Take the listing below and reproduce it in full. Change nothing.

RECORDS SHOWN
=== Begin Enclosure ===
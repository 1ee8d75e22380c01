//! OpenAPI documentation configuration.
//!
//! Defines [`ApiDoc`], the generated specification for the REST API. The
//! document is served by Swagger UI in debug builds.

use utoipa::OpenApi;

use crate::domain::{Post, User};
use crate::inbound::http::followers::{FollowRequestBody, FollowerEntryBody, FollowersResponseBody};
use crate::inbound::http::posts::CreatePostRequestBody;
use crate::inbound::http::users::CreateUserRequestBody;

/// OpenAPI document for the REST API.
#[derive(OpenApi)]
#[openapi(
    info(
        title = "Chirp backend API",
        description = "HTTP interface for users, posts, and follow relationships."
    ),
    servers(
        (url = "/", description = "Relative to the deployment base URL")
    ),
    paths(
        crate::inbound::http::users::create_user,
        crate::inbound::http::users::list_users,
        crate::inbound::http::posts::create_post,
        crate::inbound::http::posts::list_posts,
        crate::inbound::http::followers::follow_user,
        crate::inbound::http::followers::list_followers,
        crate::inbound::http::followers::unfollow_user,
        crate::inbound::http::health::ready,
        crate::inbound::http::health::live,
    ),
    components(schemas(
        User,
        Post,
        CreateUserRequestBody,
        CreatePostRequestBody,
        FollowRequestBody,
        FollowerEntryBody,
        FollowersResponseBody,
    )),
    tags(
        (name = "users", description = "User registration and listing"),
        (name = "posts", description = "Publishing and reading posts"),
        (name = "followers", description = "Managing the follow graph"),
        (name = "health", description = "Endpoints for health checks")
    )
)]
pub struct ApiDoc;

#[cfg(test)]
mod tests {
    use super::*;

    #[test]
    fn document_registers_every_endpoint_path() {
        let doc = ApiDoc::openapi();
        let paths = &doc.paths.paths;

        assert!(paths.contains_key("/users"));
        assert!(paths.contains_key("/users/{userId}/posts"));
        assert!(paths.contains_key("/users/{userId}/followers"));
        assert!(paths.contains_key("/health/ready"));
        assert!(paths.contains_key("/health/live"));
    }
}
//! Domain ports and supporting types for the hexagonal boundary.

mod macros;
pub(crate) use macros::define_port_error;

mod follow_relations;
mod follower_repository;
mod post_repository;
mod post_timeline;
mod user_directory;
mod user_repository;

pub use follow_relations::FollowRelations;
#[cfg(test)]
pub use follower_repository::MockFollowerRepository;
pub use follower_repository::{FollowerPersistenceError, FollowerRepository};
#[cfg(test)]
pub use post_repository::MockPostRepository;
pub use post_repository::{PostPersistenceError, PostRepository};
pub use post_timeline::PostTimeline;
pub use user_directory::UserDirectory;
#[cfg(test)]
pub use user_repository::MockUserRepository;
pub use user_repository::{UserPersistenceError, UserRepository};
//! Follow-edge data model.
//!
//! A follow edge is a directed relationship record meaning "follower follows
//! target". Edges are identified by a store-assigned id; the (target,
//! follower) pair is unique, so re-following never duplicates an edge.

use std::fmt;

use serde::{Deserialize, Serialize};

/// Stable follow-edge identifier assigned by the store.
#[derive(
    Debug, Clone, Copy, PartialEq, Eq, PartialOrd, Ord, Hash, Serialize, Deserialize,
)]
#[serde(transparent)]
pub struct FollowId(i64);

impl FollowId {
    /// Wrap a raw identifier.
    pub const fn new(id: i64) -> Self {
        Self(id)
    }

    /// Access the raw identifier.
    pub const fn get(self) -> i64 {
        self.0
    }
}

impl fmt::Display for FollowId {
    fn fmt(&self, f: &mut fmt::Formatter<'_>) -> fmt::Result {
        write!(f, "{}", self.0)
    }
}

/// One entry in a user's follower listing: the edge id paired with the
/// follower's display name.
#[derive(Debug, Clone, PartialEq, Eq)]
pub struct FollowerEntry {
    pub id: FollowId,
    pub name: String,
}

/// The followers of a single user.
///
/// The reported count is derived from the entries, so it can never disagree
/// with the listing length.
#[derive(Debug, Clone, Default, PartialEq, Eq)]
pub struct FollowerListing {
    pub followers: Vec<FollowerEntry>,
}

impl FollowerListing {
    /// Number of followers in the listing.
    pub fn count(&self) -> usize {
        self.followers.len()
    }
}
=== End Enclosure ===
OUTPUT BELOW
repository 1ee8d75e22380c01
//! OpenAPI documentation configuration.
//!
//! Defines [`ApiDoc`], the generated specification for the REST API. The
//! document is served by Swagger UI in debug builds.

use utoipa::OpenApi;

use crate::domain::{Post, User};
use crate::inbound::http::followers::{FollowRequestBody, FollowerEntryBody, FollowersResponseBody};
use crate::inbound::http::posts::CreatePostRequestBody;
use crate::inbound::http::users::CreateUserRequestBody;

/// OpenAPI document for the REST API.
#[derive(OpenApi)]
#[openapi(
    info(
        title = "Chirp backend API",
        description = "HTTP interface for users, posts, and follow relationships."
    ),
    servers(
        (url = "/", description = "Relative to the deployment base URL")
    ),
    paths(
        crate::inbound::http::users::create_user,
        crate::inbound::http::users::list_users,
        crate::inbound::http::posts::create_post,
        crate::inbound::http::posts::list_posts,
        crate::inbound::http::followers::follow_user,
        crate::inbound::http::followers::list_followers,
        crate::inbound::http::followers::unfollow_user,
        crate::inbound::http::health::ready,
        crate::inbound::http::health::live,
    ),
    components(schemas(
        User,
        Post,
        CreateUserRequestBody,
        CreatePostRequestBody,
        FollowRequestBody,
        FollowerEntryBody,
        FollowersResponseBody,
    )),
    tags(
        (name = "users", description = "User registration and listing"),
        (name = "posts", description = "Publishing and reading posts"),
        (name = "followers", description = "Managing the follow graph"),
        (name = "health", description = "Endpoints for health checks")
    )
)]
pub struct ApiDoc;

#[cfg(test)]
mod tests {
    use super::*;

    #[test]
    fn document_registers_every_endpoint_path() {
        let doc = ApiDoc::openapi();
        let paths = &doc.paths.paths;

        assert!(paths.contains_key("/users"));
        assert!(paths.contains_key("/users/{userId}/posts"));
        assert!(paths.contains_key("/users/{userId}/followers"));
        assert!(paths.contains_key("/health/ready"));
        assert!(paths.contains_key("/health/live"));
    }
}
//! Domain ports and supporting types for the hexagonal boundary.

mod macros;
pub(crate) use macros::define_port_error;

mod follow_relations;
mod follower_repository;
mod post_repository;
mod post_timeline;
mod user_directory;
mod user_repository;

pub use follow_relations::FollowRelations;
#[cfg(test)]
pub use follower_repository::MockFollowerRepository;
pub use follower_repository::{FollowerPersistenceError, FollowerRepository};
#[cfg(test)]
pub use post_repository::MockPostRepository;
pub use post_repository::{PostPersistenceError, PostRepository};
pub use post_timeline::PostTimeline;
pub use user_directory::UserDirectory;
#[cfg(test)]
pub use user_repository::MockUserRepository;
pub use user_repository::{UserPersistenceError, UserRepository};
//! Follow-edge data model.
//!
//! A follow edge is a directed relationship record meaning "follower follows
//! target". Edges are identified by a store-assigned id; the (target,
//! follower) pair is unique, so re-following never duplicates an edge.

use std::fmt;

use serde::{Deserialize, Serialize};

/// Stable follow-edge identifier assigned by the store.
#[derive(
    Debug, Clone, Copy, PartialEq, Eq, PartialOrd, Ord, Hash, Serialize, Deserialize,
)]
#[serde(transparent)]
pub struct FollowId(i64);

impl FollowId {
    /// Wrap a raw identifier.
    pub const fn new(id: i64) -> Self {
        Self(id)
    }

    /// Access the raw identifier.
    pub const fn get(self) -> i64 {
        self.0
    }
}

impl fmt::Display for FollowId {
    fn fmt(&self, f: &mut fmt::Formatter<'_>) -> fmt::Result {
        write!(f, "{}", self.0)
    }
}

/// One entry in a user's follower listing: the edge id paired with the
/// follower's display name.
#[derive(Debug, Clone, PartialEq, Eq)]
pub struct FollowerEntry {
    pub id: FollowId,
    pub name: String,
}

/// The followers of a single user.
///
/// The reported count is derived from the entries, so it can never disagree
/// with the listing length.
#[derive(Debug, Clone, Default, PartialEq, Eq)]
pub struct FollowerListing {
    pub followers: Vec<FollowerEntry>,
}

impl FollowerListing {
    /// Number of followers in the listing.
    pub fn count(&self) -> usize {
        self.followers.len()
    }
}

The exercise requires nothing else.